*About this exercise:* Exactly those lines from the one with "self.screen.lock().unwrap().post_event(ev)" through the end of the listing below must be returned, and nothing else.

*Given records:*

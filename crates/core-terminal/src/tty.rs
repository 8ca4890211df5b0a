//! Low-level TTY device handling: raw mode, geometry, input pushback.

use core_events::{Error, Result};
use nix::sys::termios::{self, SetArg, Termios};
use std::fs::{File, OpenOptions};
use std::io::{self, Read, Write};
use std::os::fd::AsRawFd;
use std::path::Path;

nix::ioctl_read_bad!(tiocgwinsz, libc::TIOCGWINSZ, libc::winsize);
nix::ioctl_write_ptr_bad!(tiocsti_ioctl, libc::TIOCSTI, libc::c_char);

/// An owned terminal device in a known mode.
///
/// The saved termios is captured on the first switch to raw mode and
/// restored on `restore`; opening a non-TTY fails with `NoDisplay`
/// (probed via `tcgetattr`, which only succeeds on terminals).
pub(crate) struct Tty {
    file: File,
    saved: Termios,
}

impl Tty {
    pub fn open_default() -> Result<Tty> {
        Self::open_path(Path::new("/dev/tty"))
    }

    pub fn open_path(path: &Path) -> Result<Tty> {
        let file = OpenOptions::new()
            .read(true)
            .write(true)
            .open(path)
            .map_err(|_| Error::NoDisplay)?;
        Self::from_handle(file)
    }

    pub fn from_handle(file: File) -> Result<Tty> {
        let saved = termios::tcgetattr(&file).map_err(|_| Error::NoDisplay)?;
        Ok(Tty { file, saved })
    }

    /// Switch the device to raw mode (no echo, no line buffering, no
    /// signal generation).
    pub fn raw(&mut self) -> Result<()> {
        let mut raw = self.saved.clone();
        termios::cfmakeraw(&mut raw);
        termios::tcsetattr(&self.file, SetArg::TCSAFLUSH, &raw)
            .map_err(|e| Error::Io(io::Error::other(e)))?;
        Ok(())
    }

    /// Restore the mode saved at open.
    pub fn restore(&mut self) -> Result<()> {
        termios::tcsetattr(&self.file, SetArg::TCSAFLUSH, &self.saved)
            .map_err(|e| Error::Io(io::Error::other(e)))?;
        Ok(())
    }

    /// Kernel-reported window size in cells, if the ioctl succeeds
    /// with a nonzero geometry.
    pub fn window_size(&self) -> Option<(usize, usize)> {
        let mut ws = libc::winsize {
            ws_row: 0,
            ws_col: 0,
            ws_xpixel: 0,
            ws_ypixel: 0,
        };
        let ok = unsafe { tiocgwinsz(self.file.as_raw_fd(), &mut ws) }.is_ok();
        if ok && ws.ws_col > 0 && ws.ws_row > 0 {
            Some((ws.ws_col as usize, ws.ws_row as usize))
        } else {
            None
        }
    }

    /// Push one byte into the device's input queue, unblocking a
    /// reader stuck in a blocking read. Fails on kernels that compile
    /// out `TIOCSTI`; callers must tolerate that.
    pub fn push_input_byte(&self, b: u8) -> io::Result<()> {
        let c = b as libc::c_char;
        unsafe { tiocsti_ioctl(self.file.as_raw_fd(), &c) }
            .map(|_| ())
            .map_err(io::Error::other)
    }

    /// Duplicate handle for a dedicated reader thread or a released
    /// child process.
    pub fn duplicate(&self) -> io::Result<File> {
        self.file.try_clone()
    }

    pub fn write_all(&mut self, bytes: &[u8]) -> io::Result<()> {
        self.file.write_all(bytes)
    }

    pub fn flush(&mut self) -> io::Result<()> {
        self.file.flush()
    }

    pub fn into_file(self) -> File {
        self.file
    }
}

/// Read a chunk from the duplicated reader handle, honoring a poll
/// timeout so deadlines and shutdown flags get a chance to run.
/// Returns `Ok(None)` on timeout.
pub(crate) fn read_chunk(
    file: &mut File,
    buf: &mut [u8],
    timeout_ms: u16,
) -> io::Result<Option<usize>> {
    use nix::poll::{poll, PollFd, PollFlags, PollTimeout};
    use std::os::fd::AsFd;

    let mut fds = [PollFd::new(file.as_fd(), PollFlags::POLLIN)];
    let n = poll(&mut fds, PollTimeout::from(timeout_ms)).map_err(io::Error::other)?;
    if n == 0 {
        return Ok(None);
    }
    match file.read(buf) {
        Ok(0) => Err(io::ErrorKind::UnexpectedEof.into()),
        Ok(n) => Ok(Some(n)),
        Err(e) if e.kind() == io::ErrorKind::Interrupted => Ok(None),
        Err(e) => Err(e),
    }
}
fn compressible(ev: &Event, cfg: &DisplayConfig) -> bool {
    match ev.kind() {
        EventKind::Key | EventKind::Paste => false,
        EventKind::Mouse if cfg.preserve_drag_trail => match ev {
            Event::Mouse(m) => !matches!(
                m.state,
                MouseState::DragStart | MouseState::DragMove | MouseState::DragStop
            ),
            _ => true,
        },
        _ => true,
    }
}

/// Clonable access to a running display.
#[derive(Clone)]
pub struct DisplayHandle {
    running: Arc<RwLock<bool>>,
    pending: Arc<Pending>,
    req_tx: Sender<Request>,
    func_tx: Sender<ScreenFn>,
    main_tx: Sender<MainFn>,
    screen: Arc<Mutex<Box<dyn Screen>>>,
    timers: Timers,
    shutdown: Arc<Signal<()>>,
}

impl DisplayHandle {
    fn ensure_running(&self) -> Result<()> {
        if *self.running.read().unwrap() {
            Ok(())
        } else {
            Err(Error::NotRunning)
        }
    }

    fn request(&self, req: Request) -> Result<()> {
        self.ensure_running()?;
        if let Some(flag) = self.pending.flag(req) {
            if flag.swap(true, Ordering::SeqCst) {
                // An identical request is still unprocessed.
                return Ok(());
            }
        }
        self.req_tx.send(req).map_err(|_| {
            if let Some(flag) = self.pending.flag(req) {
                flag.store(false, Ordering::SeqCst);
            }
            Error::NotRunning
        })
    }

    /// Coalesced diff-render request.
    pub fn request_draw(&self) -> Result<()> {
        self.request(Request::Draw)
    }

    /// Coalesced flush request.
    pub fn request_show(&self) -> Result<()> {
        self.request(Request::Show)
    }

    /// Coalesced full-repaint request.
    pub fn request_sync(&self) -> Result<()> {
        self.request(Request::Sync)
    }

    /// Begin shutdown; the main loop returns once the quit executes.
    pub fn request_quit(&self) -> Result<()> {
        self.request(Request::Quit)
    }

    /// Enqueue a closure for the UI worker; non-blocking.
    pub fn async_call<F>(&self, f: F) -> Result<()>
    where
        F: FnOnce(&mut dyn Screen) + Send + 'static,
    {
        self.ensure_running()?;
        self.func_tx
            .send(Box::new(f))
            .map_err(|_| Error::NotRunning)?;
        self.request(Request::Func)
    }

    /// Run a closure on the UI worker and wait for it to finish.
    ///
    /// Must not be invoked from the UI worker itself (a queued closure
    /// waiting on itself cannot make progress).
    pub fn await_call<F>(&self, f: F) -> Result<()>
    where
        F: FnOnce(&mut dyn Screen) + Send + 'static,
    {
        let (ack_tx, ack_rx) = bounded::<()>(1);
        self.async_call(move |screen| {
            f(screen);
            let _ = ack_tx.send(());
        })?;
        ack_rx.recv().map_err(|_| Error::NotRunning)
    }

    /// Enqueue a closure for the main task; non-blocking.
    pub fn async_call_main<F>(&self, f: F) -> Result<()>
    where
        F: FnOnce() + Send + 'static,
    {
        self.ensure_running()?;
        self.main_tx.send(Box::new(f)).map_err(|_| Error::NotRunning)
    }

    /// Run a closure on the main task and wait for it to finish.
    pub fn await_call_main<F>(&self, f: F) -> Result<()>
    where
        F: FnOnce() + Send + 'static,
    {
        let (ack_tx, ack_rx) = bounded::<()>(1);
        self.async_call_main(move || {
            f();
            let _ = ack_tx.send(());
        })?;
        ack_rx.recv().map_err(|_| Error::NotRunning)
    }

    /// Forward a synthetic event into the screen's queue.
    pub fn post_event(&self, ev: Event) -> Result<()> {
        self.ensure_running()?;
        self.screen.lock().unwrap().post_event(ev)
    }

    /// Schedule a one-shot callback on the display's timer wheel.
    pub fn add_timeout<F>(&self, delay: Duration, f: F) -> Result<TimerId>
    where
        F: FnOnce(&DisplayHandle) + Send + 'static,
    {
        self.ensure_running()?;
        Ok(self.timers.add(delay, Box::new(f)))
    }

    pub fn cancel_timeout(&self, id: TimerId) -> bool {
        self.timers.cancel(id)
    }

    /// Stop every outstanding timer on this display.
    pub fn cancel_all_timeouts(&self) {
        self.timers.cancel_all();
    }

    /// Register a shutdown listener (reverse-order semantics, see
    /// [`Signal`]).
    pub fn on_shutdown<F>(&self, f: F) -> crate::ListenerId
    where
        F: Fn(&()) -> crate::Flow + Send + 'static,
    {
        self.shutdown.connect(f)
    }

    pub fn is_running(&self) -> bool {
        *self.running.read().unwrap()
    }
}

*Result:*
        self.screen.lock().unwrap().post_event(ev)
    }

    /// Schedule a one-shot callback on the display's timer wheel.
    pub fn add_timeout<F>(&self, delay: Duration, f: F) -> Result<TimerId>
    where
        F: FnOnce(&DisplayHandle) + Send + 'static,
    {
        self.ensure_running()?;
        Ok(self.timers.add(delay, Box::new(f)))
    }

    pub fn cancel_timeout(&self, id: TimerId) -> bool {
        self.timers.cancel(id)
    }

    /// Stop every outstanding timer on this display.
    pub fn cancel_all_timeouts(&self) {
        self.timers.cancel_all();
    }

    /// Register a shutdown listener (reverse-order semantics, see
    /// [`Signal`]).
    pub fn on_shutdown<F>(&self, f: F) -> crate::ListenerId
    where
        F: Fn(&()) -> crate::Flow + Send + 'static,
    {
        self.shutdown.connect(f)
    }

    pub fn is_running(&self) -> bool {
        *self.running.read().unwrap()
    }
}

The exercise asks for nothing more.